Any ad campaign that hopes to make it in New York City must succeed in grabbing the attention of an ad saturating population that is bombarded by a new marketing message almost by the minute.
That’s just what Turner Sports and its media partner, MediaVest USA, accomplished last fall during the Major League Baseball playoff season. In a first for New York’s public transit system, Turner worked with MediaVest and transit experts at the CBS Outdoor advertising company to install video screens in the shuttle train between Times Square and Grand Central station. Passengers were treated to streaming video feeds with up-to-the-minute scores and highlights of divisional and championship series playoff games airing on TBS.
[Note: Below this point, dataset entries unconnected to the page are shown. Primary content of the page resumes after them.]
/// Outcome of one dispatch call.
#[derive(Debug, Clone, Default, PartialEq, Eq)]
pub struct DispatchSummary {
    /// Kits that reported a successful forward, in dispatch order
    pub forwarded: Vec<KitId>,
    /// The call was held until kit configuration arrives
    pub queued: bool,
}

impl DispatchSummary {
    fn queued() -> Self {
        Self {
            forwarded: Vec::new(),
            queued: true,
        }
    }

    pub fn was_forwarded_to(&self, kit_id: KitId) -> bool {
        self.forwarded.contains(&kit_id)
    }
}

/// A dispatch call held before the first configuration arrives.
#[derive(Debug, Clone)]
enum PendingCall {
    Event(Event),
    Screen(String, Attributes),
    Commerce(CommerceEvent),
    Breadcrumb(String),
    Error(String, Attributes),
    Exception(String, String, Attributes),
}

#[derive(Debug)]
struct PendingQueue {
    enabled: bool,
    capacity: usize,
    calls: VecDeque<PendingCall>,
}

/// Owns the live kit set and fans calls out to it.
pub struct KitManager {
    factory: KitFactory,
    registry: KitRegistry,
    host: Arc<dyn HostState>,
    reporting: ReportingManager,
    attribution_listener: Option<Arc<dyn AttributionListener>>,
    attribution: RwLock<BTreeMap<KitId, AttributionResult>>,
    signals: broadcast::Sender<KitSignal>,
    list_delimiter: String,
    pending: Mutex<PendingQueue>,
}
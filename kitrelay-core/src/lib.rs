//! # kitrelay-core
//!
//! Core library for kitrelay - a kit fan-out and event projection engine.
//!
//! This library provides:
//! - Domain types for events, screen views, commerce events and identities
//! - Per-kit configuration parsing and the filter store
//! - The projection engine that derives kit-specific events from rules
//! - The kit manager: registry lifecycle and capability-based dispatch
//! - A reporting aggregator recording what each kit received
//! - Configuration management and logging infrastructure
//!
//! ## Architecture
//!
//! Data flows in two directions:
//! - **Configuration:** remote kit configuration → [`KitManager::reconcile`]
//!   (usually via the [`coordinator`]) → live kit registry
//! - **Events:** domain event → [`KitManager`] → filters → projection →
//!   per-kit handler → [`reporting`]
//!
//! ## Example
//!
//! ```rust,no_run
//! use std::sync::Arc;
//! use kitrelay_core::{Config, Event, EventType, KitFactory, KitManager};
//! use kitrelay_core::host::StaticHost;
//! use kitrelay_core::reporting::MemorySink;
//!
//! let config = Config::load().expect("failed to load config");
//! let manager = KitManager::new(
//!     KitFactory::new(),
//!     Arc::new(StaticHost::from_config(&config.host)),
//!     Arc::new(MemorySink::new()),
//!     &config.engine,
//! );
//!
//! manager.reconcile(&[serde_json::json!({"id": 1})]);
//! manager.log_event(&Event::new("Play", EventType::Media));
//! ```

// Re-export commonly used items at the crate root
pub use config::{Config, KitConfiguration};
pub use error::{Error, KitError, KitResult, Result};
pub use kit::{Delivery, Kit, KitFactory};
pub use manager::{DispatchSummary, KitManager, KitSignal, LifecycleNotice, ReconcileReport};
pub use types::*;

// Public modules
pub mod commerce;
pub mod config;
pub mod coordinator;
pub mod error;
pub mod filter;
pub mod host;
pub mod kit;
pub mod kits;
pub mod logging;
pub mod manager;
pub mod projection;
pub mod registry;
pub mod reporting;
pub mod types;
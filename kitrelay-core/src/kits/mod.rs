//! Built-in kits
//!
//! - [`recording`]: records every call it receives; used by the replay CLI
//!   and by tests

pub mod recording;

pub use recording::{KitCall, RecordingKit};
Meanwhile, subway cars were wrapped inside and out with ads featuring images of players including Jorge Posada and Mariano Rivera set against the backdrop of Yankee Stadium. The goal: to create an immersive experience for commuters that delivered on MLB’s “Never Miss a Moment” campaign promise. And, of course, to deliver big ratings for the cable network’s prized, post-season baseball coverage.
“We wanted people to step onto a train and immediately feel like they were at the ballpark,” says Christina Miller, senior vice president of strategy, marketing and programming at Turner Sports.
While digital ads have become ubiquitous at out-ofhome venues like bus stations and in elevators, Miller says the idea to apply the technology inside subway cars arose out of early planning meetings with the league and its agency. “The digital component allowed us reach into consumers’ everyday lives in a way that was immediate and meaningful,” she says. “We knew MLB had tremendous assets that we could activate. But we needed to revise the strategy as the narrative of the season evolved.”
A considerable amount of testing went into configuring the screens, adds Norm Chait, vp/director of out-of-home investment and activation at MediaVest. “It was a question of logistics, cost, how to change out the video feeds on a daily basis. The MTA liked the idea, so we said let’s let consumers sample this great volume of content outside their living rooms in a real-time way.” The campaign proved to be an effective use of media dollars. “Out of home typically has some of the lowest CPMs in the industry. There’s more accountability and measurement in this space than ever before,” says Chait.
“In terms of capital expenses and production charges, it was all baked into the campaign and it was not out of the realm of our client wanted to spend.” Miller says ROI for any one component should not be viewed in isolation but that “the digital piece mix,” which included videotaped footage of Kid Rock’s performances of Born Free shown in movie theaters and during the MLB telecasts.
Overall, the campaign scored big with more than 42 million impressions from extensive local media coverage and PR initiatives. From a ratings perspective, “the playoff season delivered outstanding year-over-year growth,” says Miller, noting that game six of the American League Championship series between the Yankees and Texas Rangers generated 11.9 million viewers, making it the second most watched telecast in TBS’s 34-year history, behind Game 7 of the 2008 ALCS between Boston and Tampa Bay.
“We were prepared to be lucky,” says Miller of the fortuitous appearance of the Yankees in the post season. “The games themselves were so compelling. We just made sure we came out with an effective message in the right place at the right time.”